◆ WHAT YOU WILL DO ◆
Copy each line below in which the string "that" occurs.

Collected data
◇ ◇ ◇ ◇ ◇ ◇ ◇

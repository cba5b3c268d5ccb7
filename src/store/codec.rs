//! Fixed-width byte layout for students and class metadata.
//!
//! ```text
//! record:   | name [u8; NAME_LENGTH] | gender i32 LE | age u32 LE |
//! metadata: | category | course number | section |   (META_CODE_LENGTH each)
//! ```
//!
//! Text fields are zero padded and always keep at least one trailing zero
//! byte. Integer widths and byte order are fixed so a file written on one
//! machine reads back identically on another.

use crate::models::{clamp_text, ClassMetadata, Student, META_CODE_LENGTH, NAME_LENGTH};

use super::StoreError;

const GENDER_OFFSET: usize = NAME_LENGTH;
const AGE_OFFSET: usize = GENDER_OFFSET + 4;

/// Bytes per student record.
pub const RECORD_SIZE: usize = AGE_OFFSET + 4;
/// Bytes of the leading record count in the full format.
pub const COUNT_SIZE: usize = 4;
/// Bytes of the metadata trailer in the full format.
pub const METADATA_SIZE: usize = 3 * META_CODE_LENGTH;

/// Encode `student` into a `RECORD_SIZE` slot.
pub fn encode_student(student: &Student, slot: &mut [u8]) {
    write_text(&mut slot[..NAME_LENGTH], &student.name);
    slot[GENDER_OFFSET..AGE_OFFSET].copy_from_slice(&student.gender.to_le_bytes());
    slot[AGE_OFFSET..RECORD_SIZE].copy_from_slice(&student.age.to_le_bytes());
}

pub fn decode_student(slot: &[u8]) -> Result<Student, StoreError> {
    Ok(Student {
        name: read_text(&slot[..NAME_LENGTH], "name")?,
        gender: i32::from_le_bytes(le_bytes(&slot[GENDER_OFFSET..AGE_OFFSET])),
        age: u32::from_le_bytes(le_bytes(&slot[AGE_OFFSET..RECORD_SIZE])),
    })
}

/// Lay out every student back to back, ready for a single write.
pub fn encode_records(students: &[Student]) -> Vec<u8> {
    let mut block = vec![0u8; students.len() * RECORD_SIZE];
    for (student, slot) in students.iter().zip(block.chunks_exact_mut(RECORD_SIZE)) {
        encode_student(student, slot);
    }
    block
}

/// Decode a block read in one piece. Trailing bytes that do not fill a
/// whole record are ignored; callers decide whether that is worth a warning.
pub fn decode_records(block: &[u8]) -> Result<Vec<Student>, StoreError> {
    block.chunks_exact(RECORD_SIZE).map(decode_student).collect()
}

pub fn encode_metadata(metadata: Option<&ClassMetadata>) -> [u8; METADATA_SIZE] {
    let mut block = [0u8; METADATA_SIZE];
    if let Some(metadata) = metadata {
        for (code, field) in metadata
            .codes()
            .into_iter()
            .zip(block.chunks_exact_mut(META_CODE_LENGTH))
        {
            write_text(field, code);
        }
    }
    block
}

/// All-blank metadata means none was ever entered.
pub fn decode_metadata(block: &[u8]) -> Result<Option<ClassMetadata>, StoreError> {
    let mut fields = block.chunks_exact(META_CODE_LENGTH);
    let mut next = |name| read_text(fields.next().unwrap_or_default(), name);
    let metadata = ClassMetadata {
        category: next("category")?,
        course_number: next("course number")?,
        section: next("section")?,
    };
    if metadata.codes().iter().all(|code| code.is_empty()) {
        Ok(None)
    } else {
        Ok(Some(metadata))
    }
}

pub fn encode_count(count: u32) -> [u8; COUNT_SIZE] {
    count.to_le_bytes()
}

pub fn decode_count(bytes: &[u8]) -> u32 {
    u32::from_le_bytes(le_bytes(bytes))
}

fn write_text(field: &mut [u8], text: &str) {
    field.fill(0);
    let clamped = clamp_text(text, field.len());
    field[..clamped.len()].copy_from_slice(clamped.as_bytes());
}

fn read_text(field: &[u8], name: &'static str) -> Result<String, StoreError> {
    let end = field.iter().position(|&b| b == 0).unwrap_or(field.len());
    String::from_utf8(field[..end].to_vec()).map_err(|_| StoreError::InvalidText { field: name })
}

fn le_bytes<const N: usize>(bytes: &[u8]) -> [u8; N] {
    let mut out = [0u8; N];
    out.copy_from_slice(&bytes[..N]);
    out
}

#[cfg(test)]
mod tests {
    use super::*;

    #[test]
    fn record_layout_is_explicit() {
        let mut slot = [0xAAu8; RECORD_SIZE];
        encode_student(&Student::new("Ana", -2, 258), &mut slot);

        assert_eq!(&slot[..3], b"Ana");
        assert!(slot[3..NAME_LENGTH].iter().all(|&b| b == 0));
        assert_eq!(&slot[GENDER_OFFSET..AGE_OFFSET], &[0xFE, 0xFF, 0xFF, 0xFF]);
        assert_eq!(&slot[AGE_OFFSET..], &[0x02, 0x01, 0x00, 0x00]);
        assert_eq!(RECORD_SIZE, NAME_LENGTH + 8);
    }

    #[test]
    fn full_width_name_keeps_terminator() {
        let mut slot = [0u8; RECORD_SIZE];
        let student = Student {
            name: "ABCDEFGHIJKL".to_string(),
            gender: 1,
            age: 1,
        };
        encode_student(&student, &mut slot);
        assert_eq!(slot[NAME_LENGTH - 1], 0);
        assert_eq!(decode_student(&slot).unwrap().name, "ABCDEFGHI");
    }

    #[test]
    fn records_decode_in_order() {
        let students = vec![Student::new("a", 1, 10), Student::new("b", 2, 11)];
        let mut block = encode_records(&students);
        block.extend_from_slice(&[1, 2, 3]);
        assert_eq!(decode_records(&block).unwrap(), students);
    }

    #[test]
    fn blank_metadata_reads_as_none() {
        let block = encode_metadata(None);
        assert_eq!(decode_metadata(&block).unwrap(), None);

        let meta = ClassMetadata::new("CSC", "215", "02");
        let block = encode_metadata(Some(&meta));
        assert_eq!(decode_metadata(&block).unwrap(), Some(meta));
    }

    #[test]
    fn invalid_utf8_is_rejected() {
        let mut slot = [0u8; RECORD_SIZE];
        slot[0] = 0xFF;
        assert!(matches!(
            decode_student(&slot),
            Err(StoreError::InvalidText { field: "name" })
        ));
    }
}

◇ ◇ ◇ ◇ ◇ ◇ ◇

◆ ANSWER AREA ◆
/// Decode a block read in one piece. Trailing bytes that do not fill a
/// whole record are ignored; callers decide whether that is worth a warning.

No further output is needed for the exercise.